If you have an internet connection, a computer and a few hundred dollars to invest, you can begin trading on the foreign exchange market (Forex). Due to its low barriers of entry, Forex trading has become increasingly popular with many people. Traders can easily get started through providers like Easymarkets. However, despite its profitability potential, very few people end up actually making good returns in Forex.
Here are some do’s and don’ts that every Forex trader should know:
Do have a trading plan
This is especially important for anyone that is new to Forex trading. Having knowledge and understanding of the foreign exchange trade life cycle will play a major role in your success. Without a trading plan, you are not trading but gambling.

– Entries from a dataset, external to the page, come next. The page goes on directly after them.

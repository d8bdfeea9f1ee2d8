//! Interaction configuration: a flat set of named numeric options with fixed
//! defaults, overridable from a layered external source.

use serde::Deserialize;
use std::path::Path;
use std::time::Duration;

use crate::errors::InteractError;

/// Environment variable prefix for configuration overrides
/// (e.g. `PAGE_INTERACT_QUICK_WAIT_MS=50`).
const ENV_PREFIX: &str = "PAGE_INTERACT";

/// Named wait durations and retry bounds for page interaction.
#[derive(Debug, Clone, PartialEq, Eq, Deserialize)]
#[serde(default)]
pub struct InteractConfig {
    /// Extra settle time after a click that opens a new page (milliseconds).
    pub new_page_wait_ms: u64,
    /// Settle time between selector resolution and the click itself.
    pub click_pre_wait_ms: u64,
    /// Settle time between selector resolution and the first value write.
    pub input_pre_wait_ms: u64,
    /// Short pause for fast-reacting pages.
    pub quick_wait_ms: u64,
    /// Long pause for slow-reacting pages.
    pub slow_wait_ms: u64,
    /// Upper bound on waiting for a selector to appear.
    pub selector_wait_timeout_ms: u64,
    /// Maximum set-then-verify rounds for input mutation.
    pub max_input_attempts: u32,
}

impl Default for InteractConfig {
    fn default() -> Self {
        Self {
            new_page_wait_ms: 1000,
            click_pre_wait_ms: 1000,
            input_pre_wait_ms: 1000,
            quick_wait_ms: 200,
            slow_wait_ms: 2000,
            selector_wait_timeout_ms: 5000,
            max_input_attempts: 3,
        }
    }
}

impl InteractConfig {
    /// Load configuration from a file, layered over the defaults and under
    /// `PAGE_INTERACT_*` environment overrides.
    pub fn from_file(path: &Path) -> Result<Self, InteractError> {
        let settings = ::config::Config::builder()
            .add_source(::config::File::from(path))
            .add_source(::config::Environment::with_prefix(ENV_PREFIX))
            .build()
            .map_err(|err| InteractError::Config(err.to_string()))?;

        settings
            .try_deserialize()
            .map_err(|err| InteractError::Config(err.to_string()))
    }

    pub fn new_page_wait(&self) -> Duration {
        Duration::from_millis(self.new_page_wait_ms)
    }

    pub fn click_pre_wait(&self) -> Duration {
        Duration::from_millis(self.click_pre_wait_ms)
    }

    pub fn input_pre_wait(&self) -> Duration {
        Duration::from_millis(self.input_pre_wait_ms)
    }

    pub fn quick_wait(&self) -> Duration {
        Duration::from_millis(self.quick_wait_ms)
    }

    pub fn slow_wait(&self) -> Duration {
        Duration::from_millis(self.slow_wait_ms)
    }

    pub fn selector_wait_timeout(&self) -> Duration {
        Duration::from_millis(self.selector_wait_timeout_ms)
    }

    /// Zero every wait. Intended for tests and simulated drivers where
    /// settle delays have nothing to settle.
    pub fn without_waits() -> Self {
        Self {
            new_page_wait_ms: 0,
            click_pre_wait_ms: 0,
            input_pre_wait_ms: 0,
            quick_wait_ms: 0,
            slow_wait_ms: 0,
            selector_wait_timeout_ms: 0,
            max_input_attempts: 3,
        }
    }
}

Don’t engage in ‘revenge trading’
Many traders carry out transactions based on their emotions. For example, when someone loses a large amount of cash, they are likely to rush back into trading hoping to recover their money. However, being emotional will only cloud your judgment and probably result in loss.
Do have a checklist
Your checklist should have conditions that must be satisfied before engaging in any trade. This could be something like ‘trade when reward: risk ratio is at least 3:1’. Going through this checklist before making a decision will significantly lower your chances of making costly blunders.
Don’t complicate your strategy
When it comes to trading, there isn’t one strategy that works for everyone. Therefore, stop copying other people and find a system that works for you. Test your strategies first on demo and when proven, go live. Work with one strategy at a time.

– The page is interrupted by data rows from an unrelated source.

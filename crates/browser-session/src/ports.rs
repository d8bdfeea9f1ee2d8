//! Port onto the browser process, as exposed by the automation driver.

use async_trait::async_trait;

use crate::errors::SessionError;

/// Opaque token identifying one open page/tab.
#[derive(Debug, Clone, PartialEq, Eq)]
pub struct PageToken {
    target_id: String,
}

impl PageToken {
    pub fn new(target_id: impl Into<String>) -> Self {
        Self {
            target_id: target_id.into(),
        }
    }

    pub fn target_id(&self) -> &str {
        &self.target_id
    }
}

/// Browser process surface the session guard needs. Launching and closing the
/// process itself stays with the driver.
#[async_trait]
pub trait BrowserPort: Send + Sync {
    /// Whether the browser process is up.
    fn is_running(&self) -> bool;

    /// Tokens for every currently open page.
    async fn pages(&self) -> Result<Vec<PageToken>, SessionError>;

    /// Close the browser process.
    async fn close(&self) -> Result<(), SessionError>;
}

Do set realistic expectations
Whether you are trading to save up for retirement, a house or your education, be sure to set realistic expectations. Keep in mind that the best way of building wealth is by going slow. Don’t expect to be a millionaire within only 3 months of trading.
Don’t be greedy
While aggressiveness is important for success in Forex trading, avoid the temptation to be greedy. Always trade safely and don’t engage in risks you cannot afford to take. It is better to break even or make a small profit than to incur losses.

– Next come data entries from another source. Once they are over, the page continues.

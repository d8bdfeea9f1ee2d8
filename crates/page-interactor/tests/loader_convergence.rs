//! Convergence behavior of the scroll loader against a simulated page.

mod sim;

use async_trait::async_trait;
use page_interactor::{
    CountTarget, InteractError, LoadOptions, ScrollLoader, StopReason, TickHook,
};
use sim::{SimState, SimulatedPage};
use std::sync::{Arc, Mutex};
use std::time::{Duration, Instant};
use tokio_util::sync::CancellationToken;

fn fast() -> Duration {
    Duration::from_millis(1)
}

#[tokio::test]
async fn count_threshold_stops_after_exactly_five_checks() {
    let page = SimulatedPage::new(SimState {
        grow_per_query: 1,
        scroll_advance: 100,
        ..SimState::default()
    });
    let loader = ScrollLoader::new(page.clone());

    let outcome = loader
        .run(
            LoadOptions::default()
                .with_step(400)
                .with_settle(fast())
                .with_target(CountTarget::at_least("li.item", 5)),
        )
        .await
        .unwrap();

    assert_eq!(outcome.reason, StopReason::TargetReached);
    assert_eq!(outcome.ticks, 5);
    assert!(outcome.element_count() >= 5);

    // five count checks plus the single final re-query
    let queries = page
        .log_entries()
        .iter()
        .filter(|e| *e == "query_all")
        .count();
    assert_eq!(queries, 6);
}

#[tokio::test]
async fn offset_stability_stops_after_threshold_unchanged_ticks() {
    let page = SimulatedPage::new(SimState {
        scroll_advance: 0,
        ..SimState::default()
    });
    let loader = ScrollLoader::new(page);

    let outcome = loader
        .run(
            LoadOptions::default()
                .with_settle(fast())
                .with_stability_threshold(3),
        )
        .await
        .unwrap();

    assert_eq!(outcome.reason, StopReason::OffsetStable);
    // one baseline tick plus three consecutive unchanged ticks
    assert_eq!(outcome.ticks, 4);
    assert!(outcome.elements.is_empty());
}

#[tokio::test]
async fn stability_wins_regardless_of_an_unmet_count_target() {
    let page = SimulatedPage::new(SimState {
        element_count: 0,
        scroll_advance: 0,
        ..SimState::default()
    });
    let loader = ScrollLoader::new(page);

    let outcome = loader
        .run(
            LoadOptions::default()
                .with_settle(fast())
                .with_stability_threshold(2)
                .with_target(CountTarget::at_least("li.never", 1)),
        )
        .await
        .unwrap();

    assert_eq!(outcome.reason, StopReason::OffsetStable);
    assert!(outcome.elements.is_empty());
}

#[tokio::test]
async fn count_stall_stops_when_configured() {
    let page = SimulatedPage::new(SimState {
        element_count: 3,
        grow_per_query: 0,
        scroll_advance: 100,
        ..SimState::default()
    });
    let loader = ScrollLoader::new(page);

    let outcome = loader
        .run(
            LoadOptions::default()
                .with_settle(fast())
                .with_target(CountTarget::observe("li.item"))
                .with_count_stall_threshold(2),
        )
        .await
        .unwrap();

    assert_eq!(outcome.reason, StopReason::CountStalled);
    assert_eq!(outcome.element_count(), 3);
}

struct LabelHook {
    label: &'static str,
    delay: Duration,
    log: Arc<Mutex<Vec<String>>>,
}

#[async_trait]
impl TickHook for LabelHook {
    async fn on_tick(&self, _tick: u64) -> Result<(), InteractError> {
        if !self.delay.is_zero() {
            tokio::time::sleep(self.delay).await;
        }
        self.log.lock().unwrap().push(format!("hook:{}", self.label));
        Ok(())
    }
}

#[tokio::test]
async fn hooks_run_in_order_and_complete_before_sampling() {
    let page = SimulatedPage::new(SimState {
        scroll_advance: 0,
        ..SimState::default()
    });
    let loader = ScrollLoader::new(page.clone());

    let log = page.log.clone();
    let hook_a = Arc::new(LabelHook {
        label: "A",
        delay: Duration::ZERO,
        log: log.clone(),
    });
    // B suspends; it must still land before the tick's offset sample
    let hook_b = Arc::new(LabelHook {
        label: "B",
        delay: Duration::from_millis(5),
        log,
    });

    loader
        .run(
            LoadOptions::default()
                .with_settle(fast())
                .with_stability_threshold(2)
                .with_hook(hook_a)
                .with_hook(hook_b),
        )
        .await
        .unwrap();

    let entries = page.log_entries();
    let interesting: Vec<&str> = entries
        .iter()
        .map(String::as_str)
        .filter(|e| e.starts_with("hook:") || *e == "eval:scroll_top" || *e == "eval:scroll_step")
        .collect();

    // every tick: scroll step, hook A, hook B, then the offset sample
    for chunk in interesting.chunks(4) {
        assert_eq!(chunk, ["eval:scroll_step", "hook:A", "hook:B", "eval:scroll_top"]);
    }
}

struct FailingHook;

#[async_trait]
impl TickHook for FailingHook {
    async fn on_tick(&self, _tick: u64) -> Result<(), InteractError> {
        Err(InteractError::Execution("hook exploded".into()))
    }
}

#[tokio::test]
async fn hook_errors_abort_the_load() {
    let page = SimulatedPage::new(SimState::default());
    let loader = ScrollLoader::new(page);

    let err = loader
        .run(
            LoadOptions::default()
                .with_settle(fast())
                .with_hook(Arc::new(FailingHook)),
        )
        .await
        .unwrap_err();

    assert!(matches!(err, InteractError::Execution(_)));
}

#[tokio::test]
async fn pre_cancelled_token_aborts_immediately() {
    let page = SimulatedPage::new(SimState::default());
    let loader = ScrollLoader::new(page.clone());

    let cancel = CancellationToken::new();
    cancel.cancel();

    let err = loader
        .run(LoadOptions::default().with_cancel(cancel))
        .await
        .unwrap_err();

    assert!(matches!(err, InteractError::Interrupted(_)));
    assert!(page.log_entries().is_empty());
}

#[tokio::test]
async fn cancellation_interrupts_a_long_settle() {
    let page = SimulatedPage::new(SimState {
        scroll_advance: 100,
        ..SimState::default()
    });
    let loader = ScrollLoader::new(page);

    let cancel = CancellationToken::new();
    let trigger = cancel.clone();
    tokio::spawn(async move {
        tokio::time::sleep(Duration::from_millis(20)).await;
        trigger.cancel();
    });

    let started = Instant::now();
    let err = loader
        .run(
            LoadOptions::default()
                .with_settle(Duration::from_secs(60))
                .with_cancel(cancel),
        )
        .await
        .unwrap_err();

    assert!(matches!(err, InteractError::Interrupted(_)));
    assert!(started.elapsed() < Duration::from_secs(10));
}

Do trade using your own money
Forex trading is almost like gambling. Once you have invested your cash, there is no guarantee that you will get it back. Therefore, one of the first rules of Forex trading is to always use the cash you can afford to lose. Never use borrowed money as your capital.
Don’t listen to rumors
Never make trading decisions based on rumors. Even information from financial experts and credible news sources should not be viewed as the gospel truth of trading. In many cases, such information is based on pure assumption. Always do your own research before entering any trade.
Do follow a strict routine
Since Forex trading is an individual endeavor, it is easy to lose focus and get undisciplined. Having a daily routine will keep you disciplined and enhance your chances of success in Forex trading.
Don’t choose the wrong broker
Success in Forex trading will be determined by your choice of a broker. If a Forex broker is in financial trouble, poorly managed or simply an outright scam, you might end up losing all your money. Therefore, be sure to do your due diligence before selecting a broker.